Things ain’t what they used to be: Food

I WAS slim as well as young when I arrived in Spain well over half a century ago.

Food was fuel, something to eat when it was put in front me, and as my mother was a good cook what she put in front of me more than acceptable.  Better still, I’d played no part in its preparation.  Nor did I have the advantage of domestic science lessons at school as the good nuns who taught me believed our time was better spent on more academic pursuits.

That was a relief but not a lot of help when I was expected to feed not only myself but a man.

At first we lived in a hotel where we sometimes ate.  Other times, especially if it was late, we would go to a nearby tasca where I ate all manner of things that I had neither seen nor heard of before.

Chorizo was wonderful, so was Serrano ham and so were the dishes both hot and cold – which I now know as tapas – that were harder to identify.

What, I asked, were the lightly battered little morsels we ate sometimes, that had such a delicious and tender filling?

I was informed that they were the lower part of a lamb’s hind legs and it was some time before I discovered I’d been eating brains.

Then we moved into an apartment, which was when I had to start looking at food from another angle, that of providing it.

Fortunately, the future mother-in-law I had yet to meet wasn’t a good cook, Andrés assured me, but that didn’t alter the fact that late 60s’ gender assignment assigned me to the kitchen.

I didn’t know where to start and very often didn’t.

Food was cooked from scratch then, and shopping meant the municipal market where my Spanish advanced rapidly because it was either that or go hungry.

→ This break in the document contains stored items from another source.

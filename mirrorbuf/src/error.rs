use thiserror::Error;

#[derive(Error, Debug)]
pub enum RingBufError {
    #[error("buffer capacity must be greater than zero")]
    ZeroCapacity,

    #[error("capacity of {0} bytes cannot be rounded and mapped twice")]
    CapacityTooLarge(usize),

    #[error("failed to {stage}: {source}")]
    AllocationFailed {
        stage: &'static str,
        #[source]
        source: std::io::Error,
    },

    #[error("failed to release ring buffer mapping: {0}")]
    ReleaseFailed(#[source] std::io::Error),

    #[error("no terminator {terminator:#04x} within {window} readable bytes")]
    IncompleteRecord { terminator: u8, window: usize },
}

impl RingBufError {
    pub(crate) fn allocation(stage: &'static str, errno: nix::errno::Errno) -> Self {
        RingBufError::AllocationFailed {
            stage,
            source: errno.into(),
        }
    }

    /// True for the one error a caller is expected to retry after.
    pub fn is_incomplete_record(&self) -> bool {
        matches!(self, RingBufError::IncompleteRecord { .. })
    }
}
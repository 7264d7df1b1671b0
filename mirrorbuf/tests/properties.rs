use mirrorbuf::{page_size, Backing, Mode, RingBufError, RingBuffer};
use rand::rngs::StdRng;
use rand::{Rng, SeedableRng};
use rstest::{fixture, rstest};
use std::sync::{Arc, Mutex};
use std::thread;

#[fixture]
fn page() -> usize {
    page_size()
}

fn pattern(start: usize, len: usize) -> Vec<u8> {
    (start..start + len).map(|i| (i % 251) as u8).collect()
}

#[rstest]
#[case::half_page(page_size() / 2, 1)]
#[case::half_page_plus_one(page_size() / 2 + 1, 1)]
#[case::one_page(page_size(), 1)]
#[case::two_pages(2 * page_size(), 2)]
#[case::three_pages(3 * page_size(), 3)]
#[case::two_thirds_short(3 * page_size() - page_size() / 3, 3)]
fn test_capacity_rounding(
    page: usize,
    #[case] requested: usize,
    #[case] expected_pages: usize,
) -> Result<(), RingBufError> {
    let buffer = RingBuffer::open(requested, Mode::Byte)?;
    assert_eq!(buffer.capacity(), page * expected_pages);
    buffer.close()
}

#[rstest]
fn test_rounding_is_smallest_page_multiple(page: usize) -> Result<(), RingBufError> {
    for requested in [1, page / 2 + 1, page - 1, page + 1, 3 * page - page / 3] {
        let buffer = RingBuffer::open(requested, Mode::Byte)?;
        let capacity = buffer.capacity();
        assert!(capacity >= requested);
        assert_eq!(capacity % page, 0);
        assert!(capacity - requested < page);
        buffer.close()?;
    }
    Ok(())
}

#[test]
fn test_open_zero_capacity() {
    assert!(matches!(
        RingBuffer::open(0, Mode::String),
        Err(RingBufError::ZeroCapacity)
    ));
}

#[test]
fn test_no_overwrite_when_full() -> Result<(), RingBufError> {
    let mut buffer = RingBuffer::open(1, Mode::Byte)?;
    let capacity = buffer.capacity();

    assert_eq!(buffer.write(&pattern(0, capacity)), capacity);
    assert_eq!(buffer.write(b"more"), 0);
    assert_eq!(buffer.occupancy(), capacity);
    assert_eq!(buffer.readable(), pattern(0, capacity).as_slice());

    buffer.close()
}

#[rstest]
#[case::single(1)]
#[case::small(100)]
#[case::whole(0)]
fn test_byte_round_trip(#[case] len: usize) -> Result<(), RingBufError> {
    let mut buffer = RingBuffer::open(1, Mode::Byte)?;
    let len = if len == 0 { buffer.capacity() } else { len };
    let data = pattern(7, len);

    assert_eq!(buffer.write(&data), len);
    let mut out = vec![0u8; len];
    assert_eq!(buffer.read(&mut out)?, len);
    assert_eq!(out, data);
    assert!(buffer.is_empty());

    buffer.close()
}

#[test]
fn test_byte_read_never_exceeds_occupancy() -> Result<(), RingBufError> {
    let mut buffer = RingBuffer::open(1, Mode::Byte)?;
    buffer.write(b"four");

    let mut out = [0xaau8; 16];
    assert_eq!(buffer.read(&mut out)?, 4);
    assert_eq!(&out[..4], b"four");
    assert!(out[4..].iter().all(|&b| b == 0xaa));

    buffer.close()
}

#[test]
fn test_string_framing() -> Result<(), RingBufError> {
    let mut buffer = RingBuffer::open(1, Mode::String)?;
    assert_eq!(buffer.write(b"abc"), 4);

    let mut out = [0u8; 10];
    assert_eq!(buffer.read(&mut out)?, 4);
    assert_eq!(&out[..4], b"abc\0");

    buffer.close()
}

#[test]
fn test_stream_complete_record() -> Result<(), RingBufError> {
    let mut buffer = RingBuffer::open(1, Mode::Stream)?;
    buffer.write(b"line1\n");

    let mut out = [0u8; 10];
    assert_eq!(buffer.read(&mut out)?, 5);
    assert_eq!(&out[..6], b"line1\0");
    assert!(buffer.is_empty());

    buffer.close()
}

#[test]
fn test_stream_incomplete_record() -> Result<(), RingBufError> {
    let mut buffer = RingBuffer::open(1, Mode::Stream)?;
    buffer.write(b"partial");

    let mut out = [0u8; 10];
    match buffer.read(&mut out) {
        Err(RingBufError::IncompleteRecord { terminator, window }) => {
            assert_eq!(terminator, b'\n');
            assert_eq!(window, 7);
        }
        other => panic!("expected incomplete record, got {:?}", other),
    }
    assert_eq!(buffer.read_count(), 0);
    assert_eq!(buffer.occupancy(), 7);

    buffer.write(b"\n");
    assert_eq!(buffer.read(&mut out)?, 7);
    assert_eq!(&out[..8], b"partial\0");

    buffer.close()
}

#[test]
fn test_wraparound_is_contiguous() -> Result<(), RingBufError> {
    let mut buffer = RingBuffer::open(1, Mode::Byte)?;
    let capacity = buffer.capacity();
    let chunk = capacity / 3 + 17;
    let mut written = 0;
    let mut read = 0;

    // Enough rounds for the cursors to lap the buffer many times.
    for _ in 0..(capacity / chunk + 1) * 20 {
        let data = pattern(written, chunk);
        assert_eq!(buffer.write(&data), chunk);
        written += chunk;

        let start = (buffer.read_count() % capacity as u64) as usize;
        let readable = buffer.readable();
        assert_eq!(readable.len(), chunk);
        assert_eq!(readable, pattern(read, chunk).as_slice());

        let mut out = vec![0u8; chunk];
        assert_eq!(buffer.read(&mut out)?, chunk);
        assert_eq!(out, data, "chunk starting at offset {} corrupted", start);
        read += chunk;
    }

    assert!(buffer.write_count() > 10 * capacity as u64);
    buffer.close()
}

#[test]
fn test_string_record_across_boundary() -> Result<(), RingBufError> {
    let mut buffer = RingBuffer::open(1, Mode::String)?;
    let capacity = buffer.capacity();

    buffer.commit(capacity - 3);
    buffer.consume(capacity - 3);

    assert_eq!(buffer.write(b"spanning"), 9);
    let mut out = [0u8; 32];
    assert_eq!(buffer.read(&mut out)?, 9);
    assert_eq!(&out[..9], b"spanning\0");

    buffer.close()
}

#[rstest]
#[case::byte(Mode::Byte, 1)]
#[case::string(Mode::String, 2)]
#[case::stream(Mode::Stream, 3)]
fn test_randomized_invariants(#[case] mode: Mode, #[case] seed: u64) -> Result<(), RingBufError> {
    let mut rng = StdRng::seed_from_u64(seed);
    let mut buffer = RingBuffer::open(1, mode)?;
    let capacity = buffer.capacity();
    let mut out = vec![0u8; capacity * 2];

    for step in 0..20_000 {
        if rng.gen_bool(0.5) {
            let len = rng.gen_range(0..capacity / 2);
            let mut data = pattern(step, len);
            if len > 0 && rng.gen_bool(0.3) {
                data[len - 1] = b'\n';
            }
            let before = buffer.free_space();
            let written = buffer.write(&data);
            assert!(written <= before);
        } else {
            let len = rng.gen_range(0..capacity * 2);
            match buffer.read(&mut out[..len]) {
                Ok(n) => assert!(n <= len),
                Err(err) => assert!(err.is_incomplete_record()),
            }
        }

        assert!(buffer.read_count() <= buffer.write_count());
        assert!(buffer.write_count() - buffer.read_count() <= capacity as u64);
        assert_eq!(buffer.occupancy() + buffer.free_space(), capacity);
    }

    buffer.close()
}

#[test]
fn test_tempfile_backing() -> Result<(), RingBufError> {
    let dir = tempfile::tempdir().expect("tempdir");
    let backing = Backing::TempFile {
        dir: dir.path().to_path_buf(),
    };
    let mut buffer = RingBuffer::open_with(10, Mode::Stream, &backing)?;
    assert_eq!(buffer.capacity(), page_size());

    buffer.write(b"from a file\n");
    let mut out = [0u8; 16];
    assert_eq!(buffer.read(&mut out)?, 11);
    assert_eq!(&out[..12], b"from a file\0");

    buffer.close()
}

#[test]
fn test_many_buffers_open_and_close() -> Result<(), RingBufError> {
    let buffers = (1..=16)
        .map(|pages| RingBuffer::open(pages * page_size(), Mode::Byte))
        .collect::<Result<Vec<_>, _>>()?;

    for (i, buffer) in buffers.into_iter().enumerate() {
        assert_eq!(buffer.capacity(), (i + 1) * page_size());
        buffer.close()?;
    }
    Ok(())
}

#[test]
fn test_producer_consumer_with_external_lock() -> Result<(), RingBufError> {
    let buffer = Arc::new(Mutex::new(RingBuffer::open(1, Mode::Stream)?));
    let num_messages = 2_000;

    let producer = {
        let buffer = Arc::clone(&buffer);
        thread::spawn(move || {
            for i in 0..num_messages {
                let record = format!("message_{}\n", i);
                loop {
                    let mut buffer = buffer.lock().unwrap();
                    if buffer.free_space() >= record.len() {
                        assert_eq!(buffer.write(record.as_bytes()), record.len());
                        break;
                    }
                    drop(buffer);
                    thread::yield_now();
                }
            }
        })
    };

    let mut received = Vec::with_capacity(num_messages);
    let mut out = [0u8; 64];
    while received.len() < num_messages {
        let mut guard = buffer.lock().unwrap();
        match guard.read(&mut out) {
            Ok(n) => received.push(String::from_utf8(out[..n].to_vec()).unwrap()),
            Err(err) if err.is_incomplete_record() => {
                drop(guard);
                thread::yield_now();
            }
            Err(err) => panic!("unexpected error: {:?}", err),
        }
    }

    producer.join().expect("producer thread panicked");

    for (i, message) in received.iter().enumerate() {
        assert_eq!(message, &format!("message_{}", i));
    }
    Ok(())
}
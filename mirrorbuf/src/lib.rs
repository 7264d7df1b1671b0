//! # mirrorbuf - Doubled-Mapping Byte Ring Buffer
//!
//! Fixed-capacity circular byte buffer for producer/consumer byte streams.
//!
//! One backing object (a `memfd`, or an unlinked temporary file) is mapped
//! twice, back to back, into a single reserved range of virtual memory. The
//! second half aliases the first, so a read or write that runs past the end of
//! the buffer keeps going in the alias instead of wrapping. Every access is one
//! contiguous copy.
//!
//! ## Opening a Buffer
//!
//! ```rust
//! use mirrorbuf::{Mode, RingBuffer};
//!
//! let buffer = RingBuffer::open(1000, Mode::Byte)?;
//! // Capacity is rounded up to whole pages.
//! assert!(buffer.capacity() >= 1000);
//! assert_eq!(buffer.capacity() % mirrorbuf::page_size(), 0);
//! buffer.close()?;
//! # Ok::<(), mirrorbuf::RingBufError>(())
//! ```
//!
//! ## Modes
//!
//! The mode only changes how [`RingBuffer::read`] frames its result.
//!
//! ### Byte
//!
//! ```rust
//! # use mirrorbuf::{Mode, RingBuffer};
//! let mut buffer = RingBuffer::open(4096, Mode::Byte)?;
//! assert_eq!(buffer.write(b"hello"), 5);
//!
//! let mut out = [0u8; 3];
//! assert_eq!(buffer.read(&mut out)?, 3);
//! assert_eq!(&out, b"hel");
//! # Ok::<(), mirrorbuf::RingBufError>(())
//! ```
//!
//! ### String
//!
//! Writes append a NUL; reads stop after the first NUL.
//!
//! ```rust
//! # use mirrorbuf::{Mode, RingBuffer};
//! let mut buffer = RingBuffer::open(4096, Mode::String)?;
//! assert_eq!(buffer.write(b"abc"), 4);
//!
//! let mut out = [0u8; 10];
//! assert_eq!(buffer.read(&mut out)?, 4);
//! assert_eq!(&out[..4], b"abc\0");
//! # Ok::<(), mirrorbuf::RingBufError>(())
//! ```
//!
//! ### Stream
//!
//! Reads return one terminator-delimited record, or
//! [`RingBufError::IncompleteRecord`] without consuming anything.
//!
//! ```rust
//! # use mirrorbuf::{Mode, RingBuffer};
//! let mut buffer = RingBuffer::open(4096, Mode::Stream)?;
//! let mut out = [0u8; 10];
//!
//! buffer.write(b"line");
//! assert!(buffer.read(&mut out).unwrap_err().is_incomplete_record());
//!
//! buffer.write(b"1\n");
//! assert_eq!(buffer.read(&mut out)?, 5);
//! assert_eq!(&out[..6], b"line1\0");
//! # Ok::<(), mirrorbuf::RingBufError>(())
//! ```
//!
//! ## Zero-Copy Access
//!
//! [`RingBuffer::readable`] and [`RingBuffer::writable`] hand out the unread
//! data and the free space as single slices, whatever the cursor positions.
//!
//! ```rust
//! # use mirrorbuf::{Mode, RingBuffer};
//! let mut buffer = RingBuffer::open(4096, Mode::Byte)?;
//! let free = buffer.writable();
//! free[..2].copy_from_slice(b"hi");
//! buffer.commit(2);
//!
//! assert_eq!(buffer.readable(), b"hi");
//! buffer.consume(2);
//! # Ok::<(), mirrorbuf::RingBufError>(())
//! ```
//!
//! ## Threading
//!
//! There is no internal synchronization. A [`RingBuffer`] can move between
//! threads, but a producer and consumer sharing one must coordinate through
//! their own lock.

pub use common::page_size;
pub use config::Config;
pub use error::RingBufError;
pub use memory::Backing;
pub use mode::Mode;
pub use ringbuf::{RingBuffer, DEFAULT_TERMINATOR};

pub(crate) mod common;
pub mod config;
pub mod error;
pub(crate) mod memory;
pub(crate) mod mode;
pub(crate) mod ringbuf;
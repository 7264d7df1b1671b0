use crate::{Backing, Mode, RingBuffer, RingBufError, DEFAULT_TERMINATOR};
use eyre::WrapErr;
use serde::{Deserialize, Serialize};
use std::path::Path;

#[derive(Debug, Clone, PartialEq, Eq, Serialize, Deserialize)]
pub struct Config {
    #[serde(default = "default_capacity")]
    pub capacity: usize,

    #[serde(default)]
    pub mode: Mode,

    #[serde(default = "default_terminator")]
    pub terminator: u8,

    #[serde(default)]
    pub backing: Backing,
}

fn default_capacity() -> usize {
    64 << 10
}

fn default_terminator() -> u8 {
    DEFAULT_TERMINATOR
}

impl Default for Config {
    fn default() -> Self {
        Config {
            capacity: default_capacity(),
            mode: Mode::default(),
            terminator: default_terminator(),
            backing: Backing::default(),
        }
    }
}

impl Config {
    pub fn load(path: impl AsRef<Path>) -> eyre::Result<Self> {
        let path = path.as_ref();
        let content = std::fs::read_to_string(path)
            .wrap_err_with(|| format!("failed to read config {}", path.display()))?;
        Self::from_toml(&content)
    }

    pub fn from_toml(content: &str) -> eyre::Result<Self> {
        let config: Config = toml::from_str(content).wrap_err("failed to parse config")?;
        Ok(config)
    }

    /// Opens a buffer with these settings, terminator included.
    pub fn open(&self) -> Result<RingBuffer, RingBufError> {
        let mut buffer = RingBuffer::open_with(self.capacity, self.mode, &self.backing)?;
        buffer.set_terminator(self.terminator);
        Ok(buffer)
    }
}
use clap::Parser;
use eyre::{Result, WrapErr};
use mirrorbuf::{Config, Mode, RingBuffer};
use std::io::{self, BufWriter, Read, Write};
use std::path::PathBuf;
use tracing::{debug, info, warn};

#[derive(Parser, Debug)]
#[command(name = "linecat")]
#[command(about = "Copy stdin to stdout through a mirrorbuf ring buffer", long_about = None)]
struct Args {
    #[arg(short, long, help = "configuration file path (toml format)")]
    config: Option<PathBuf>,

    #[arg(short = 's', long, help = "buffer capacity in bytes, rounded up to pages")]
    capacity: Option<usize>,

    #[arg(short, long, value_parser = parse_mode, help = "byte, string or stream")]
    mode: Option<Mode>,

    #[arg(short, long, help = "record terminator for stream mode")]
    terminator: Option<char>,
}

fn parse_mode(mode: &str) -> Result<Mode, String> {
    match mode.to_lowercase().as_str() {
        "byte" => Ok(Mode::Byte),
        "string" => Ok(Mode::String),
        "stream" => Ok(Mode::Stream),
        _ => Err(format!(
            "Invalid mode: {}. Valid options: byte, string, stream",
            mode
        )),
    }
}

fn resolve_config(args: &Args) -> Result<Config> {
    let mut config = match &args.config {
        Some(path) => Config::load(path)?,
        None => Config {
            mode: Mode::Stream,
            ..Config::default()
        },
    };
    if let Some(capacity) = args.capacity {
        config.capacity = capacity;
    }
    if let Some(mode) = args.mode {
        config.mode = mode;
    }
    if let Some(terminator) = args.terminator {
        config.terminator =
            u8::try_from(terminator).wrap_err("terminator must be a single-byte character")?;
    }
    Ok(config)
}

fn has_record(buffer: &RingBuffer) -> bool {
    match buffer.mode() {
        Mode::Byte => !buffer.is_empty(),
        Mode::String => buffer.readable().contains(&0),
        Mode::Stream => buffer.readable().contains(&buffer.terminator()),
    }
}

/// Emits every complete result and returns how many there were.
fn drain(buffer: &mut RingBuffer, out: &mut impl Write, scratch: &mut [u8]) -> Result<usize> {
    let mut results = 0;
    while has_record(buffer) {
        let n = buffer.read(scratch)?;
        match buffer.mode() {
            Mode::Byte => out.write_all(&scratch[..n])?,
            // Strings come back with their NUL, records without a terminator.
            Mode::String => writeln!(out, "{}", String::from_utf8_lossy(&scratch[..n - 1]))?,
            Mode::Stream => writeln!(out, "{}", String::from_utf8_lossy(&scratch[..n]))?,
        }
        results += 1;
    }

    if buffer.is_full() {
        // A record longer than the buffer can never complete.
        warn!(capacity = buffer.capacity(), "record exceeds capacity, flushing raw");
        flush_raw(buffer, out)?;
    }
    Ok(results)
}

fn flush_raw(buffer: &mut RingBuffer, out: &mut impl Write) -> Result<()> {
    out.write_all(buffer.readable())?;
    let len = buffer.occupancy();
    buffer.consume(len);
    Ok(())
}

fn main() -> Result<()> {
    tracing_subscriber::fmt()
        .with_env_filter(
            tracing_subscriber::EnvFilter::try_from_default_env()
                .unwrap_or_else(|_| tracing_subscriber::EnvFilter::new("info")),
        )
        .with_writer(io::stderr)
        .init();

    let args = Args::parse();
    debug!(?args, "linecat arguments");

    let config = resolve_config(&args)?;
    let mut buffer = config.open().wrap_err("failed to open ring buffer")?;
    info!(capacity = buffer.capacity(), mode = ?buffer.mode(), "buffer ready");

    let mut stdin = io::stdin().lock();
    let mut stdout = BufWriter::new(io::stdout().lock());
    let mut scratch = vec![0u8; buffer.capacity()];
    let mut results = 0;

    loop {
        let string_mode = buffer.mode() == Mode::String;
        let free = buffer.writable();
        let n = stdin.read(free)?;
        if n == 0 {
            break;
        }
        if string_mode {
            free[..n]
                .iter_mut()
                .filter(|b| **b == b'\n')
                .for_each(|b| *b = 0);
        }
        buffer.commit(n);
        results += drain(&mut buffer, &mut stdout, &mut scratch)?;
    }

    // Whatever is left never saw a terminator.
    if !buffer.is_empty() {
        flush_raw(&mut buffer, &mut stdout)?;
    }
    stdout.flush()?;

    info!(
        results = results,
        bytes = buffer.write_count(),
        "input exhausted"
    );

    if let Err(err) = buffer.close() {
        warn!(error = %err, "failed to release ring buffer");
    }
    Ok(())
}
//! Error types for the storage layer.
//!
//! Raw filesystem and JSON failures are wrapped in [`JsonFileError`] by the
//! file primitives, then tagged with the failing path and the component that
//! hit them as a [`StorageError`].

use std::path::PathBuf;

use thiserror::Error;

/// Result type alias for storage operations
pub type Result<T> = std::result::Result<T, StorageError>;

/// Failures of the JSON file primitives.
#[derive(Error, Debug)]
pub enum JsonFileError {
    #[error("io error: {0}")]
    Io(#[from] std::io::Error),

    #[error("invalid json: {0}")]
    Parse(#[from] serde_json::Error),

    #[error("expected a JSON object at the top level")]
    NotAnObject,

    #[error("missing key `{0}`")]
    MissingKey(String),

    #[error("value under `{0}` is not a string")]
    NotAString(String),
}

impl JsonFileError {
    /// True when the underlying cause is a file that does not exist.
    pub fn is_not_found(&self) -> bool {
        matches!(self, JsonFileError::Io(e) if e.kind() == std::io::ErrorKind::NotFound)
    }
}

/// Main error type for storage operations
#[derive(Error, Debug)]
pub enum StorageError {
    /// Storage file missing, unreadable or not a JSON object
    #[error("failed to read storage file {}: {source}", .path.display())]
    StorageRead {
        path: PathBuf,
        #[source]
        source: JsonFileError,
    },

    /// Storage file could not be written
    #[error("failed to write storage file {}: {source}", .path.display())]
    StorageWrite {
        path: PathBuf,
        #[source]
        source: JsonFileError,
    },

    /// Pointer file exists but is malformed
    #[error("failed to read config file {}: {source}", .path.display())]
    ConfigRead {
        path: PathBuf,
        #[source]
        source: JsonFileError,
    },

    /// Pointer file could not be written
    #[error("failed to write config file {}: {source}", .path.display())]
    ConfigWrite {
        path: PathBuf,
        #[source]
        source: JsonFileError,
    },

    /// Pointer and storage file disagree about where the storage lives
    #[error(
        "storage file {} failed data check: it records {}",
        .expected.display(),
        describe_recorded(.recorded)
    )]
    IntegrityMismatch {
        expected: PathBuf,
        recorded: Option<String>,
    },

    /// Path cannot be recorded as a JSON string without loss
    #[error("path is not valid UTF-8: {}", .0.display())]
    NonUtf8Path(PathBuf),

    /// No data folder could be obtained for a new storage file
    #[error("no data folder available: {0}")]
    FolderUnavailable(String),
}

fn describe_recorded(recorded: &Option<String>) -> String {
    match recorded {
        Some(path) => format!("path {path}"),
        None => "no path".to_string(),
    }
}
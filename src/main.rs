mod cli;

use clap::Parser;
use cli::{Cli, Command};
use tracing_subscriber::EnvFilter;

fn main() -> anyhow::Result<()> {
    tracing_subscriber::fmt()
        .with_env_filter(EnvFilter::from_default_env())
        .with_writer(std::io::stderr)
        .init();

    let cli = Cli::parse();
    let resolver = cli.resolver();

    match cli.command {
        Command::Kv(command) => cli::kv_handler::run(&resolver, command),
        Command::Where => cli::setup_handler::show(&resolver),
        Command::Init { force } => cli::setup_handler::init(&resolver, force),
        Command::Repoint { file } => cli::setup_handler::repoint(&resolver, &file),
    }
}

A few self-service grocers were beginning to call themselves supermarkets, although at that time there was only one in Benidorm that could really lay claim to the name.

It didn’t help that I would have been perfectly happy with a tin of Campbell’s soup I bought there, but Andrés firmly believed the right place for Campbell’s soup was in an Andy Warhol painting, not a Spanish kitchen.

I did my best with meat but steered clear of fish unless it was tinned tuna or sardines, which were a godsend. If there is nothing else doing, most Spanish men then – and now – will happily eat a large section of barra, or even the entire barra, filled with the contents of a tin of sardines, plus some of the oil.

There was also the get-out clause of a spit-roasted chicken – still a standby in many a household today – but that was a far as fast food went,

Then my mother sent me an updated paperback version of Mrs Beeton and I was on my way, although neither of us was ever as slim as we were during those first apartment months.